# Any single ladies managing their own farm or farmette?



## JCnGrace (Apr 28, 2013)

I did for 8 years and then got married. It was a miniature farmette, only 2 acres and I had 2 horses. I got very good at keeping an old junk lawnmower that was beyond needing replaced up and running and I'm no mechanic. Would just tinker with stuff until it worked. One weekend I was digging post holes for a new fence and a male customer from where I worked drove by and saw me out there so stopped and volunteered his muscle. He dug one hole before he came up with an excuse to leave. He did admit he didn't know how I'd already gotten so many done.

I've got admit though having a handyman husband has been, well, handy because I for sure couldn't take care of this farm by myself (50 acres, 9 horses). Maybe when I was younger like I was back then but now I can't move fast enough to get a lot accomplished in a days time.


----------



## 289250 (Dec 11, 2020)

JCnGrace said:


> I did for 8 years and then got married. It was a miniature farmette, only 2 acres and I had 2 horses. I got very good at keeping an old junk lawnmower that was beyond needing replaced up and running and I'm no mechanic. Would just tinker with stuff until it worked. One weekend I was digging post holes for a new fence and a male customer from where I worked drove by and saw me out there so stopped and volunteered his muscle. He dug one hole before he came up with an excuse to leave. He did admit he didn't know how I'd already gotten so many done.
> 
> I've got admit though having a handyman husband has been, well, handy because I for sure couldn't take care of this farm by myself (50 acres, 9 horses). Maybe when I was younger like I was back then but now I can't move fast enough to get a lot accomplished in a days time.

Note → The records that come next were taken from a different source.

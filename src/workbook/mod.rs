//! In-memory spreadsheet model shared by every file format.
//!
//! Reading goes through `calamine` (xlsx, xlsm, xls, ods) or `csv`; writing goes
//! through `rust_xlsxwriter` or `csv`. Only cell values survive the round trip,
//! styles and formulas from the source file are not carried over.

pub mod reader;
pub mod writer;

use crate::utils::{Result, SheetTranslatorError};
use std::collections::BTreeMap;
use std::path::Path;

#[derive(Debug, Clone, Copy, PartialEq, Eq)]
pub enum FileKind {
    Xlsx,
    Xlsm,
    Xls,
    Ods,
    Csv,
}

impl FileKind {
    pub fn from_extension(ext: &str) -> Option<Self> {
        match ext.to_ascii_lowercase().as_str() {
            "xlsx" => Some(FileKind::Xlsx),
            "xlsm" => Some(FileKind::Xlsm),
            "xls" => Some(FileKind::Xls),
            "ods" => Some(FileKind::Ods),
            "csv" => Some(FileKind::Csv),
            _ => None,
        }
    }

    pub fn from_path(path: &Path) -> Result<Self> {
        path.extension()
            .and_then(|ext| ext.to_str())
            .and_then(Self::from_extension)
            .ok_or_else(|| SheetTranslatorError::UnsupportedFileType(path.display().to_string()))
    }

    /// Format written back for a file of this kind.
    pub fn output_kind(&self) -> FileKind {
        match self {
            FileKind::Csv => FileKind::Csv,
            _ => FileKind::Xlsx,
        }
    }

    pub fn extension(&self) -> &'static str {
        match self {
            FileKind::Xlsx => "xlsx",
            FileKind::Xlsm => "xlsm",
            FileKind::Xls => "xls",
            FileKind::Ods => "ods",
            FileKind::Csv => "csv",
        }
    }
}

#[derive(Debug, Clone, PartialEq)]
pub enum OtherValue {
    Number(f64),
    Bool(bool),
    /// Excel serial date.
    DateTime(f64),
    /// ISO date or duration text reported by ODS files.
    Literal(String),
    Error(String),
}

#[derive(Debug, Clone, PartialEq, Default)]
pub enum CellValue {
    #[default]
    Empty,
    Text(String),
    Other(OtherValue),
}

impl CellValue {
    pub fn text(value: impl Into<String>) -> Self {
        CellValue::Text(value.into())
    }

    pub fn is_empty(&self) -> bool {
        matches!(self, CellValue::Empty)
    }

    /// Plain rendering used by the CSV writer.
    pub fn display(&self) -> String {
        match self {
            CellValue::Empty => String::new(),
            CellValue::Text(s) => s.clone(),
            CellValue::Other(OtherValue::Number(n)) | CellValue::Other(OtherValue::DateTime(n)) => {
                if n.fract() == 0.0 && n.abs() < 1e15 {
                    format!("{}", *n as i64)
                } else {
                    n.to_string()
                }
            }
            CellValue::Other(OtherValue::Bool(true)) => "TRUE".to_string(),
            CellValue::Other(OtherValue::Bool(false)) => "FALSE".to_string(),
            CellValue::Other(OtherValue::Literal(s)) | CellValue::Other(OtherValue::Error(s)) => {
                s.clone()
            }
        }
    }
}

/// A worksheet; cells are keyed by zero-based `(row, col)`, so iteration is
/// row-major.
#[derive(Debug, Clone, PartialEq, Default)]
pub struct Sheet {
    name: String,
    cells: BTreeMap<(u32, u32), CellValue>,
}

impl Sheet {
    pub fn new(name: impl Into<String>) -> Self {
        Self {
            name: name.into(),
            cells: BTreeMap::new(),
        }
    }

    pub fn name(&self) -> &str {
        &self.name
    }

    pub fn cell(&self, row: u32, col: u32) -> Option<&CellValue> {
        self.cells.get(&(row, col))
    }

    pub fn set_cell(&mut self, row: u32, col: u32, value: CellValue) {
        if value.is_empty() {
            self.cells.remove(&(row, col));
        } else {
            self.cells.insert((row, col), value);
        }
    }

    pub fn used_cells(&self) -> impl Iterator<Item = (u32, u32, &CellValue)> {
        self.cells.iter().map(|(&(row, col), value)| (row, col, value))
    }

    pub fn used_cells_mut(&mut self) -> impl Iterator<Item = (u32, u32, &mut CellValue)> {
        self.cells
            .iter_mut()
            .map(|(&(row, col), value)| (row, col, value))
    }

    pub fn cell_count(&self) -> usize {
        self.cells.len()
    }

    /// `(rows, cols)` spanned from A1 to the last used cell.
    pub fn dimensions(&self) -> (u32, u32) {
        self.cells.keys().fold((0, 0), |(rows, cols), &(row, col)| {
            (rows.max(row + 1), cols.max(col + 1))
        })
    }
}

#[derive(Debug, Clone, PartialEq)]
pub struct Workbook {
    sheets: Vec<Sheet>,
    kind: FileKind,
}

impl Workbook {
    pub fn new(kind: FileKind) -> Self {
        Self {
            sheets: Vec::new(),
            kind,
        }
    }

    pub fn open(path: impl AsRef<Path>) -> Result<Self> {
        reader::open_path(path.as_ref())
    }

    pub fn from_bytes(bytes: Vec<u8>, kind: FileKind) -> Result<Self> {
        reader::open_bytes(bytes, kind)
    }

    pub fn kind(&self) -> FileKind {
        self.kind
    }

    pub fn sheets(&self) -> &[Sheet] {
        &self.sheets
    }

    pub fn sheets_mut(&mut self) -> &mut [Sheet] {
        &mut self.sheets
    }

    pub fn sheet(&self, name: &str) -> Option<&Sheet> {
        self.sheets.iter().find(|s| s.name == name)
    }

    pub fn add_sheet(&mut self, sheet: Sheet) {
        self.sheets.push(sheet);
    }

    /// Saves in the format implied by the path's extension and verifies the
    /// result is a non-empty file. Returns the written size in bytes.
    pub fn save(&self, path: impl AsRef<Path>) -> Result<u64> {
        writer::save_path(self, path.as_ref())
    }

    pub fn save_to_bytes(&self, kind: FileKind) -> Result<Vec<u8>> {
        writer::to_bytes(self, kind)
    }
}
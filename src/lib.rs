pub mod server;
pub mod state;
pub mod translation;
pub mod utils;
pub mod workbook;

pub use server::SheetTranslatorServer;
pub use state::{AppState, TermBaseStore};
pub use translation::{
    translate_workbook_file, CellTranslator, RunReport, RunStats, TermBase, TranslationGateway,
    Translator,
};
pub use utils::{AppConfig, GatewayError, Result, SheetTranslatorError};
pub use workbook::{CellValue, FileKind, Sheet, Workbook};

I had to chuckle when you mentioned the customer/ friend who stopped to help you with your post hole digging. I have traditionally worked in the city and whenever I would meet men in the city and they didn't really have a clue about rural / farm life, they always thought it was "cute" that I had my own place. But, similar to your story, once they started figuring out that their weekends wouldn't involved planting their butts in front of the tv watching football every weekend, I would hear things like, "I have grass allergies", "I have this old injury in my back...", you name it. NEXT!!! Until I just have pretty much given up. It doesn't really bother me, but having a "handy" guy around would be nice. I do have an older friend who has been a great help. He will be 81 this June but still runs a bobcat, backhoe, climbs ladders and all sorts of stuff men half his age struggle with the work he does. Once I don't have his help anymore, it will be an even bigger challenge as it's just not realistic to hire everything that needs to be done. I am pretty self-sufficient and can do a lot of DIY stuff but I'm not getting any younger and sometimes I lack the tools and knowledge to do stuff the way it should be done.

Thanks for sharing!


----------



## JCnGrace (Apr 28, 2013)

I was always of the opinion that who cares what it looks like as long as it works. LOL I'm sure my fence posts weren't even but I had no more escapes so I was happy. I lived and worked in the city back then too (Indianapolis, IN) but there were still places in the outskirts of the county where you could have a farm. There is hardly any left now. Hubby was a city boy who had grandparents that lived on a farm down in Kentucky and he spent some time with them every summer. He still has some city boy ways and thinking that drives me crazy but I have traits that get on his nerves too so we're even. LOL


----------



## lb27312 (Aug 25, 2018)

I am single and run my own farmette, small 5 acre.... but I do like to travel(well not so much this year) so I have an awesome house sitter that doesn't charge an arm and a leg, just wants good food in the fridge and loves to use my air fryer for wings and fries. I honestly don't care how he leaves the house just as long as the animals are cared for. He loves my dog.... his family has horses and I'm confident they would know more what to do if something happened then I would.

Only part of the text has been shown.